__About this task__
All lines from the opening of the data to the line containing "use flate2::read::GzDecoder;" must be returned unchanged, and only those lines.

__Supplied records__
════════
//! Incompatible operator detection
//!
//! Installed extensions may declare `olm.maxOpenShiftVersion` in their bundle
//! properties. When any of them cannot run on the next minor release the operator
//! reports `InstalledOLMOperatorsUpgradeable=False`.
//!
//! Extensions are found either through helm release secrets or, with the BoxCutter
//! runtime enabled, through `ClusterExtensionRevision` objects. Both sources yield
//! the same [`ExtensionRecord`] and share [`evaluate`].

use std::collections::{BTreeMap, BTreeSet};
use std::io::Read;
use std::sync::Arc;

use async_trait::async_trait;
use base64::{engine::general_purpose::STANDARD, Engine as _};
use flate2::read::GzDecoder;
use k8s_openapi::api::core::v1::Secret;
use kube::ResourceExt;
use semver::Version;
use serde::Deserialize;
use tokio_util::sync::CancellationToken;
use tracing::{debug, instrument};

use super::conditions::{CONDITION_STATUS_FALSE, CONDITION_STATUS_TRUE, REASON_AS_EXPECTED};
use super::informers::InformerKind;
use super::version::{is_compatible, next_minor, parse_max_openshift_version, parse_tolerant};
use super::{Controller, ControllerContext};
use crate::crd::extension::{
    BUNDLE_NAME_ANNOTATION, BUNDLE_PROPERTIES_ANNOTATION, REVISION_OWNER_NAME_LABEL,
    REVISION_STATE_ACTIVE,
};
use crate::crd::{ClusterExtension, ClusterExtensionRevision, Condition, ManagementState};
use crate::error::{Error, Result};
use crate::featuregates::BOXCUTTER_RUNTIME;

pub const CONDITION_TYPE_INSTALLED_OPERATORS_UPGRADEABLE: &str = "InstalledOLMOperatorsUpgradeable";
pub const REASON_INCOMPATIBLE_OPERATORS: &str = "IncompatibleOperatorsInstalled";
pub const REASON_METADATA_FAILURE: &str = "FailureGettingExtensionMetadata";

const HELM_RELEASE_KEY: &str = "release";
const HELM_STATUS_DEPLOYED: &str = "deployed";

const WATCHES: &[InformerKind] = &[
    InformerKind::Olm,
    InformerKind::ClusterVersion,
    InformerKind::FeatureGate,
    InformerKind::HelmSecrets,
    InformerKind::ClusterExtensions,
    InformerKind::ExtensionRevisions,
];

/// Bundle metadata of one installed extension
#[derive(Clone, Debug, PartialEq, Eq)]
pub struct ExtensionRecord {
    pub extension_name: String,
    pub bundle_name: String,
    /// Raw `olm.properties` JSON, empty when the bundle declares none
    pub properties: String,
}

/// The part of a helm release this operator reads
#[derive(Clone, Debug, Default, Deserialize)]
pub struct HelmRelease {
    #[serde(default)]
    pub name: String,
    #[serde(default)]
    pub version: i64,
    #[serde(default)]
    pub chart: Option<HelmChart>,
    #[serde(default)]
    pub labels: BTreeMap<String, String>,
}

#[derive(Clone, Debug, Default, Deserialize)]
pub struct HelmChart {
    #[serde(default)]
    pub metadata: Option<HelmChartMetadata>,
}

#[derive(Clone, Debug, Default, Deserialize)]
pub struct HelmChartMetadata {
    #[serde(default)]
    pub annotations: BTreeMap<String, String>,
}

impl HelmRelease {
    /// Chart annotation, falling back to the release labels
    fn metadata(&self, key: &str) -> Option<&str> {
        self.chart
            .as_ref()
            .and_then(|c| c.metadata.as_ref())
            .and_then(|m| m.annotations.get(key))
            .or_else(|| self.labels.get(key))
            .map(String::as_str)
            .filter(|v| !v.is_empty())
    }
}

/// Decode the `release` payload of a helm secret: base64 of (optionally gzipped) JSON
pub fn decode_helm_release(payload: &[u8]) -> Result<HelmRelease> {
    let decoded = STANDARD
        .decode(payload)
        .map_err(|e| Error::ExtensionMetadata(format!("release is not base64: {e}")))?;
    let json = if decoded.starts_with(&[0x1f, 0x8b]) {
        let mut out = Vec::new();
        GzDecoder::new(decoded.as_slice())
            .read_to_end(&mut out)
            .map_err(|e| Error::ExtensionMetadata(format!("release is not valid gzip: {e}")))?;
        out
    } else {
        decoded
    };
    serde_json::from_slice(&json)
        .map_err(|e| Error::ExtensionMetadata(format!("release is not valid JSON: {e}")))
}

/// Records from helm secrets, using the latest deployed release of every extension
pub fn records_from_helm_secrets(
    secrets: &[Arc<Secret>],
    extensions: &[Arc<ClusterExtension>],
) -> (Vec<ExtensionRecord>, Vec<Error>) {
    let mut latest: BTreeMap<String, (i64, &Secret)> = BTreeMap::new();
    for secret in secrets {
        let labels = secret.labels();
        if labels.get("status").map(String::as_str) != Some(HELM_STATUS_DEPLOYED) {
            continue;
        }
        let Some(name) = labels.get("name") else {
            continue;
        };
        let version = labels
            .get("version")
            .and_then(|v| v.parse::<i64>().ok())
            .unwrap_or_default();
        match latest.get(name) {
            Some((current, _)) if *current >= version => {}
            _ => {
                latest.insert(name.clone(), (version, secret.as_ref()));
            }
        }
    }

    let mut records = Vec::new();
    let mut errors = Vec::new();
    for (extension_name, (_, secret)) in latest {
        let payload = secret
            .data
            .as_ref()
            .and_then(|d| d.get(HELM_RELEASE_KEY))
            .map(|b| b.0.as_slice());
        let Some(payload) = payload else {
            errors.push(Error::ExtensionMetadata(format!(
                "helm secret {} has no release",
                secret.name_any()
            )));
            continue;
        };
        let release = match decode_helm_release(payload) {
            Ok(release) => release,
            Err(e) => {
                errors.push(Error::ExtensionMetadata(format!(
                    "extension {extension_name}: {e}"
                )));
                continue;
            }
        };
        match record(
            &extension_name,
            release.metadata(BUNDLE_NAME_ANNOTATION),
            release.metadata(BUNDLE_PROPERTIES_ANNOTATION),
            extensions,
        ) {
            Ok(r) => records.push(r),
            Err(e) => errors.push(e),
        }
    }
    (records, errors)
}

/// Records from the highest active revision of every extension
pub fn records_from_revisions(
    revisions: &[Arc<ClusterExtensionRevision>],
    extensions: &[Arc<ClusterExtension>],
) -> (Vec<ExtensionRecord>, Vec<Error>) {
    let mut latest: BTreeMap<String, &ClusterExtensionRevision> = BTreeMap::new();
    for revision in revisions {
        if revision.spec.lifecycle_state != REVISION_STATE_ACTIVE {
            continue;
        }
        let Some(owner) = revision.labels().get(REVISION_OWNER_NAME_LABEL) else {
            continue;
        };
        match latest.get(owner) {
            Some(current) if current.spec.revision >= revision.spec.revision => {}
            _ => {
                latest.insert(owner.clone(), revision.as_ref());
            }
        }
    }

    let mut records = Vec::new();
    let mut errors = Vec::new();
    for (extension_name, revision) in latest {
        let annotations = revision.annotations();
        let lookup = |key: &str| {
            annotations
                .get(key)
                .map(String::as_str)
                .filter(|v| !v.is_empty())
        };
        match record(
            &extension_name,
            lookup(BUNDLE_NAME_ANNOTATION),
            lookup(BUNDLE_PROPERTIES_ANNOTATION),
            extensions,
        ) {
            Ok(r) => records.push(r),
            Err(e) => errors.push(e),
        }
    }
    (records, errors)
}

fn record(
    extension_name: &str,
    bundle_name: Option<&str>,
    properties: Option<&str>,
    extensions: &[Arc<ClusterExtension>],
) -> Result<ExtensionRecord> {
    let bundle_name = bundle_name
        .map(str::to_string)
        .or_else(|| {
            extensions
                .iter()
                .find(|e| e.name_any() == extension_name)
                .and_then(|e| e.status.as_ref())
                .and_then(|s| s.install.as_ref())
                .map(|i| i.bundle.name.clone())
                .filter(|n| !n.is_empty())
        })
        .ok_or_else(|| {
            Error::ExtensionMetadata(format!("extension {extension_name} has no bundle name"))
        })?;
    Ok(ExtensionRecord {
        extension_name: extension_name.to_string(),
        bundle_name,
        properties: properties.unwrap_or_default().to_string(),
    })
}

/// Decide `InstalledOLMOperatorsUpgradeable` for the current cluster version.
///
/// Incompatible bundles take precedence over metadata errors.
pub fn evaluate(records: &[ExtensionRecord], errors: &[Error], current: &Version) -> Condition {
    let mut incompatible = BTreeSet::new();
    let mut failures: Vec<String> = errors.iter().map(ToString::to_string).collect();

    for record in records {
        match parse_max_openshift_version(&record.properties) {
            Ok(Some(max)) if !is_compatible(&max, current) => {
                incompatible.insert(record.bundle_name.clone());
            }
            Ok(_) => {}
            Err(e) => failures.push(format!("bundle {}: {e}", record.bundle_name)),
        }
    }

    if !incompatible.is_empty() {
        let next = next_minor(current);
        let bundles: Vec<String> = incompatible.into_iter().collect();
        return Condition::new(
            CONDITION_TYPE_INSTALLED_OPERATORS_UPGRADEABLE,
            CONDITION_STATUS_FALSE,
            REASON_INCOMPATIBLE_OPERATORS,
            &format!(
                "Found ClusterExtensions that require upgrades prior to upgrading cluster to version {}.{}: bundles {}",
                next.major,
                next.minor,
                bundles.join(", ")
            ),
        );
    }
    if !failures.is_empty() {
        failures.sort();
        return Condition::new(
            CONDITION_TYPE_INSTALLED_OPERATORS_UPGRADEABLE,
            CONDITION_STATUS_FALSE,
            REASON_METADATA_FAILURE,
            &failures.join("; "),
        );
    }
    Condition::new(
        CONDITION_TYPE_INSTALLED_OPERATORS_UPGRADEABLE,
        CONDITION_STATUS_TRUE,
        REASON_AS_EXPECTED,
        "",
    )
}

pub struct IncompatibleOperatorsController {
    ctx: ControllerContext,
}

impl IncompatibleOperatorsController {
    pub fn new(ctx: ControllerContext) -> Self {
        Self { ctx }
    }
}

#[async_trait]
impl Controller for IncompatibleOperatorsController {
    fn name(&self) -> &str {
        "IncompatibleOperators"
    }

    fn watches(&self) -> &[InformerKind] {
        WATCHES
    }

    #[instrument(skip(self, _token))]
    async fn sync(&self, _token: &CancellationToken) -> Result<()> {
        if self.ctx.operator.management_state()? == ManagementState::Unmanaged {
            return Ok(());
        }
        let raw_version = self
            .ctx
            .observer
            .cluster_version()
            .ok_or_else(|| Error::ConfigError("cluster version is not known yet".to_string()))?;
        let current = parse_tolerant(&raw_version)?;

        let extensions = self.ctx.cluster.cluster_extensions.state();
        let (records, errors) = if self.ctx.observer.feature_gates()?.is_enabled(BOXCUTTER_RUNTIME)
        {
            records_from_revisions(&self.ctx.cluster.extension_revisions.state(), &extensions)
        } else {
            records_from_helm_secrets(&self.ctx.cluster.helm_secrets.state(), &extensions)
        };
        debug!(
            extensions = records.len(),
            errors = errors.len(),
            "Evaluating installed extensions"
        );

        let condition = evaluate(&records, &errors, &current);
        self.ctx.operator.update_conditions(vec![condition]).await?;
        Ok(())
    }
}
════════
__Answer to this exercise__
//! Incompatible operator detection
//!
//! Installed extensions may declare `olm.maxOpenShiftVersion` in their bundle
//! properties. When any of them cannot run on the next minor release the operator
//! reports `InstalledOLMOperatorsUpgradeable=False`.
//!
//! Extensions are found either through helm release secrets or, with the BoxCutter
//! runtime enabled, through `ClusterExtensionRevision` objects. Both sources yield
//! the same [`ExtensionRecord`] and share [`evaluate`].

use std::collections::{BTreeMap, BTreeSet};
use std::io::Read;
use std::sync::Arc;

use async_trait::async_trait;
use base64::{engine::general_purpose::STANDARD, Engine as _};
use flate2::read::GzDecoder;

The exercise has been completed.